• [Problem details]:
Copy each line below that includes "static".

Stored data entries:

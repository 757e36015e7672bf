//! Quiescence-window coalescing
//!
//! Bursts of upserts produce bursts of change events. Subscribers run their
//! refresh once per quiet period instead of once per event: every arriving
//! item pushes the deadline back by `window`, and when the deadline passes the
//! callback gets the whole batch.
//!
//! ```text
//! events:   x  x x   x                 x
//! deadline: ├──────────────┤ (reset on each x)
//! refresh:                    ▲ (batch of 4)          ▲ (batch of 1)
//! ```

use std::future::Future;
use std::time::Duration;

use futures_util::{Stream, StreamExt};
use tokio::task::JoinHandle;
use tokio::time::Instant;
use tracing::trace;

/// Default quiet period before a refresh runs
pub const DEFAULT_DEBOUNCE: Duration = Duration::from_secs(2);

/// Spawn a task that calls `on_quiet` with each coalesced batch.
///
/// The task ends when `events` ends; a batch still waiting for its quiet
/// period at that point is delivered first.
pub fn spawn_debounced<S, T, F, Fut>(events: S, window: Duration, mut on_quiet: F) -> JoinHandle<()>
where
    S: Stream<Item = T> + Send + 'static,
    T: Send + 'static,
    F: FnMut(Vec<T>) -> Fut + Send + 'static,
    Fut: Future<Output = ()> + Send + 'static,
{
    tokio::spawn(async move {
        let mut events = Box::pin(events);

        loop {
            let Some(first) = events.next().await else {
                break;
            };

            let mut batch = vec![first];
            let mut ended = false;
            let quiet = tokio::time::sleep(window);
            tokio::pin!(quiet);

            loop {
                tokio::select! {
                    item = events.next() => match item {
                        Some(item) => {
                            batch.push(item);
                            quiet.as_mut().reset(Instant::now() + window);
                        }
                        None => {
                            ended = true;
                            break;
                        }
                    },
                    _ = &mut quiet => break,
                }
            }

            trace!(coalesced = batch.len(), "Debounce window elapsed");
            on_quiet(batch).await;

            if ended {
                break;
            }
        }
    })
}
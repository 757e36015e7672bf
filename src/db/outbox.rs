//! Outbox event rows
//!
//! Status lifecycle:
//!
//! ```text
//! pending ──claim──► in_progress ──ok──► synced
//!    ▲                    │
//!    └──── retry ◄────────┤
//!                         └──exhausted──► failed
//! ```

use rusqlite::types::{FromSql, FromSqlError, FromSqlResult, ToSql, ToSqlOutput, ValueRef};
use rusqlite::{params, Connection, OptionalExtension, Row};
use serde::{Deserialize, Serialize};
use tracing::debug;

use crate::error::SyncError;

#[derive(Debug, Clone, Copy, PartialEq, Eq, Serialize, Deserialize)]
#[serde(rename_all = "snake_case")]
pub enum OutboxStatus {
    Pending,
    InProgress,
    Synced,
    Failed,
}

impl OutboxStatus {
    pub fn as_str(self) -> &'static str {
        match self {
            OutboxStatus::Pending => "pending",
            OutboxStatus::InProgress => "in_progress",
            OutboxStatus::Synced => "synced",
            OutboxStatus::Failed => "failed",
        }
    }

    pub fn is_terminal(self) -> bool {
        matches!(self, OutboxStatus::Synced | OutboxStatus::Failed)
    }
}

impl ToSql for OutboxStatus {
    fn to_sql(&self) -> rusqlite::Result<ToSqlOutput<'_>> {
        Ok(ToSqlOutput::from(self.as_str()))
    }
}

impl FromSql for OutboxStatus {
    fn column_result(value: ValueRef<'_>) -> FromSqlResult<Self> {
        match value.as_str()? {
            "pending" => Ok(OutboxStatus::Pending),
            "in_progress" => Ok(OutboxStatus::InProgress),
            "synced" => Ok(OutboxStatus::Synced),
            "failed" => Ok(OutboxStatus::Failed),
            other => Err(FromSqlError::Other(format!("unknown outbox status: {}", other).into())),
        }
    }
}

#[derive(Debug, Clone, Copy, PartialEq, Eq, Serialize, Deserialize)]
pub enum OutboxEventType {
    #[serde(rename = "progress_entry.created")]
    ProgressEntryCreated,
    #[serde(rename = "progress_entry.updated")]
    ProgressEntryUpdated,
}

impl OutboxEventType {
    pub fn as_str(self) -> &'static str {
        match self {
            OutboxEventType::ProgressEntryCreated => "progress_entry.created",
            OutboxEventType::ProgressEntryUpdated => "progress_entry.updated",
        }
    }
}

impl ToSql for OutboxEventType {
    fn to_sql(&self) -> rusqlite::Result<ToSqlOutput<'_>> {
        Ok(ToSqlOutput::from(self.as_str()))
    }
}

impl FromSql for OutboxEventType {
    fn column_result(value: ValueRef<'_>) -> FromSqlResult<Self> {
        match value.as_str()? {
            "progress_entry.created" => Ok(OutboxEventType::ProgressEntryCreated),
            "progress_entry.updated" => Ok(OutboxEventType::ProgressEntryUpdated),
            other => Err(FromSqlError::Other(format!("unknown outbox event type: {}", other).into())),
        }
    }
}

/// Durable intent to push one entity to the backend
#[derive(Debug, Clone, PartialEq, Serialize, Deserialize)]
pub struct OutboxEvent {
    pub id: String,
    pub event_type: OutboxEventType,
    pub entity_id: String,
    pub user_id: String,
    pub status: OutboxStatus,
    pub created_at: String,
    pub attempt_count: u32,
    pub max_attempts: u32,
    pub last_attempt_at: Option<String>,
    /// Earliest time a retry may be attempted
    pub next_attempt_at: Option<String>,
    pub error_message: Option<String>,
    pub priority: i32,
}

impl OutboxEvent {
    fn from_row(row: &Row) -> Result<Self, rusqlite::Error> {
        Ok(Self {
            id: row.get("id")?,
            event_type: row.get("event_type")?,
            entity_id: row.get("entity_id")?,
            user_id: row.get("user_id")?,
            status: row.get("status")?,
            created_at: row.get("created_at")?,
            attempt_count: row.get("attempt_count")?,
            max_attempts: row.get("max_attempts")?,
            last_attempt_at: row.get("last_attempt_at")?,
            next_attempt_at: row.get("next_attempt_at")?,
            error_message: row.get("error_message")?,
            priority: row.get("priority")?,
        })
    }
}

/// Input for creating an outbox event
#[derive(Debug, Clone)]
pub struct NewOutboxEvent {
    pub event_type: OutboxEventType,
    pub entity_id: String,
    pub user_id: String,
    pub priority: i32,
    pub max_attempts: u32,
}

/// Event counts per status
#[derive(Debug, Clone, Copy, Default, PartialEq, Eq, Serialize)]
pub struct OutboxCounts {
    pub pending: u64,
    pub in_progress: u64,
    pub synced: u64,
    pub failed: u64,
}

const EVENT_COLUMNS: &str = "id, event_type, entity_id, user_id, status, created_at, attempt_count, \
     max_attempts, last_attempt_at, next_attempt_at, error_message, priority";

/// Insert a pending event
pub fn insert_event(
    conn: &Connection,
    input: &NewOutboxEvent,
    created_at: &str,
) -> Result<OutboxEvent, SyncError> {
    let event = OutboxEvent {
        id: uuid::Uuid::new_v4().to_string(),
        event_type: input.event_type,
        entity_id: input.entity_id.clone(),
        user_id: input.user_id.clone(),
        status: OutboxStatus::Pending,
        created_at: created_at.to_string(),
        attempt_count: 0,
        max_attempts: input.max_attempts.max(1),
        last_attempt_at: None,
        next_attempt_at: None,
        error_message: None,
        priority: input.priority,
    };

    conn.execute(
        "INSERT INTO outbox_events (
            id, event_type, entity_id, user_id, status, created_at,
            attempt_count, max_attempts, priority
        ) VALUES (?1, ?2, ?3, ?4, ?5, ?6, 0, ?7, ?8)",
        params![
            event.id,
            event.event_type,
            event.entity_id,
            event.user_id,
            event.status,
            event.created_at,
            event.max_attempts,
            event.priority,
        ],
    )
    .map_err(|e| SyncError::Storage(format!("Failed to insert outbox event: {}", e)))?;

    debug!(id = %event.id, event_type = event.event_type.as_str(), entity_id = %event.entity_id, "Outbox event queued");
    Ok(event)
}

pub fn get_event(conn: &Connection, id: &str) -> Result<Option<OutboxEvent>, SyncError> {
    let sql = format!("SELECT {} FROM outbox_events WHERE id = ?", EVENT_COLUMNS);
    conn.query_row(&sql, params![id], OutboxEvent::from_row)
        .optional()
        .map_err(|e| SyncError::Storage(format!("Failed to load outbox event {}: {}", id, e)))
}

/// Pending events whose backoff has elapsed, most urgent first
pub fn select_ready(conn: &Connection, now: &str, limit: u32) -> Result<Vec<OutboxEvent>, SyncError> {
    let sql = format!(
        "SELECT {} FROM outbox_events
         WHERE status = 'pending'
           AND (next_attempt_at IS NULL OR next_attempt_at <= ?1)
         ORDER BY priority DESC, created_at ASC, rowid ASC
         LIMIT ?2",
        EVENT_COLUMNS
    );
    let mut stmt = conn
        .prepare(&sql)
        .map_err(|e| SyncError::Storage(format!("Prepare failed: {}", e)))?;

    let rows = stmt
        .query_map(params![now, limit], OutboxEvent::from_row)
        .map_err(|e| SyncError::Storage(format!("Query failed: {}", e)))?;

    rows.collect::<Result<Vec<_>, _>>()
        .map_err(|e| SyncError::Storage(format!("Row parse failed: {}", e)))
}

/// Events referencing an entity, oldest first
pub fn events_for_entity(conn: &Connection, entity_id: &str) -> Result<Vec<OutboxEvent>, SyncError> {
    let sql = format!(
        "SELECT {} FROM outbox_events WHERE entity_id = ? ORDER BY created_at, rowid",
        EVENT_COLUMNS
    );
    let mut stmt = conn
        .prepare(&sql)
        .map_err(|e| SyncError::Storage(format!("Prepare failed: {}", e)))?;

    let rows = stmt
        .query_map(params![entity_id], OutboxEvent::from_row)
        .map_err(|e| SyncError::Storage(format!("Query failed: {}", e)))?;

    rows.collect::<Result<Vec<_>, _>>()
        .map_err(|e| SyncError::Storage(format!("Row parse failed: {}", e)))
}

/// Move a pending event to in_progress. Returns false if someone else
/// already claimed it or it is no longer pending.
pub fn claim(conn: &Connection, id: &str, now: &str) -> Result<bool, SyncError> {
    let claimed = conn
        .execute(
            "UPDATE outbox_events SET status = 'in_progress', last_attempt_at = ?2
             WHERE id = ?1 AND status = 'pending'",
            params![id, now],
        )
        .map_err(|e| SyncError::Storage(format!("Failed to claim outbox event {}: {}", id, e)))?;
    Ok(claimed == 1)
}

pub fn mark_synced(conn: &Connection, id: &str) -> Result<(), SyncError> {
    conn.execute(
        "UPDATE outbox_events
         SET status = 'synced', next_attempt_at = NULL, error_message = NULL
         WHERE id = ?1",
        params![id],
    )
    .map_err(|e| SyncError::Storage(format!("Failed to mark outbox event {} synced: {}", id, e)))?;
    Ok(())
}

/// Record a failed attempt.
///
/// `next_attempt_at = Some(..)` keeps the event pending for a retry;
/// `None` makes the failure terminal.
pub fn record_failure(
    conn: &Connection,
    id: &str,
    attempt_count: u32,
    error_message: &str,
    now: &str,
    next_attempt_at: Option<&str>,
) -> Result<(), SyncError> {
    let status = if next_attempt_at.is_some() {
        OutboxStatus::Pending
    } else {
        OutboxStatus::Failed
    };

    conn.execute(
        "UPDATE outbox_events
         SET status = ?2, attempt_count = ?3, error_message = ?4,
             last_attempt_at = ?5, next_attempt_at = ?6
         WHERE id = ?1",
        params![id, status, attempt_count, error_message, now, next_attempt_at],
    )
    .map_err(|e| SyncError::Storage(format!("Failed to record failure for {}: {}", id, e)))?;
    Ok(())
}

/// Hand a claimed event back to pending without spending an attempt.
/// Only touches events still in_progress.
pub fn release_claim(
    conn: &Connection,
    id: &str,
    next_attempt_at: &str,
    error_message: &str,
) -> Result<bool, SyncError> {
    let released = conn
        .execute(
            "UPDATE outbox_events
             SET status = 'pending', next_attempt_at = ?2, error_message = ?3
             WHERE id = ?1 AND status = 'in_progress'",
            params![id, next_attempt_at, error_message],
        )
        .map_err(|e| SyncError::Storage(format!("Failed to release outbox event {}: {}", id, e)))?;
    Ok(released == 1)
}

/// Return events stranded in in_progress (process died mid-push) to pending
pub fn recover_in_progress(conn: &Connection) -> Result<usize, SyncError> {
    conn.execute(
        "UPDATE outbox_events SET status = 'pending' WHERE status = 'in_progress'",
        [],
    )
    .map_err(|e| SyncError::Storage(format!("Failed to recover in-progress events: {}", e)))
}

/// Operator-requested requeue of failed events with a fresh attempt budget
pub fn requeue_failed(conn: &Connection) -> Result<usize, SyncError> {
    conn.execute(
        "UPDATE outbox_events
         SET status = 'pending', attempt_count = 0, next_attempt_at = NULL
         WHERE status = 'failed'",
        [],
    )
    .map_err(|e| SyncError::Storage(format!("Failed to requeue failed events: {}", e)))
}

/// Delete terminal events created before `before`
pub fn prune_terminal(conn: &Connection, before: &str) -> Result<usize, SyncError> {
    conn.execute(
        "DELETE FROM outbox_events
         WHERE status IN ('synced', 'failed') AND created_at < ?1",
        params![before],
    )
    .map_err(|e| SyncError::Storage(format!("Failed to prune outbox: {}", e)))
}

pub fn delete_user_events(conn: &Connection, user_id: &str) -> Result<usize, SyncError> {
    conn.execute("DELETE FROM outbox_events WHERE user_id = ?", params![user_id])
        .map_err(|e| SyncError::Storage(format!("Failed to delete outbox events: {}", e)))
}

pub fn count_by_status(conn: &Connection) -> Result<OutboxCounts, SyncError> {
    let mut stmt = conn
        .prepare("SELECT status, COUNT(*) FROM outbox_events GROUP BY status")
        .map_err(|e| SyncError::Storage(format!("Prepare failed: {}", e)))?;

    let rows = stmt
        .query_map([], |row| Ok((row.get::<_, OutboxStatus>(0)?, row.get::<_, i64>(1)?)))
        .map_err(|e| SyncError::Storage(format!("Query failed: {}", e)))?;

    let mut counts = OutboxCounts::default();
    for row in rows {
        let (status, count) = row.map_err(|e| SyncError::Storage(format!("Row parse failed: {}", e)))?;
        let count = count as u64;
        match status {
            OutboxStatus::Pending => counts.pending = count,
            OutboxStatus::InProgress => counts.in_progress = count,
            OutboxStatus::Synced => counts.synced = count,
            OutboxStatus::Failed => counts.failed = count,
        }
    }
    Ok(counts)
}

• [Answer for the task]:
    S: Stream<Item = T> + Send + 'static,
    T: Send + 'static,
    F: FnMut(Vec<T>) -> Fut + Send + 'static,
    Fut: Future<Output = ()> + Send + 'static,
    pub fn as_str(self) -> &'static str {
    pub fn as_str(self) -> &'static str {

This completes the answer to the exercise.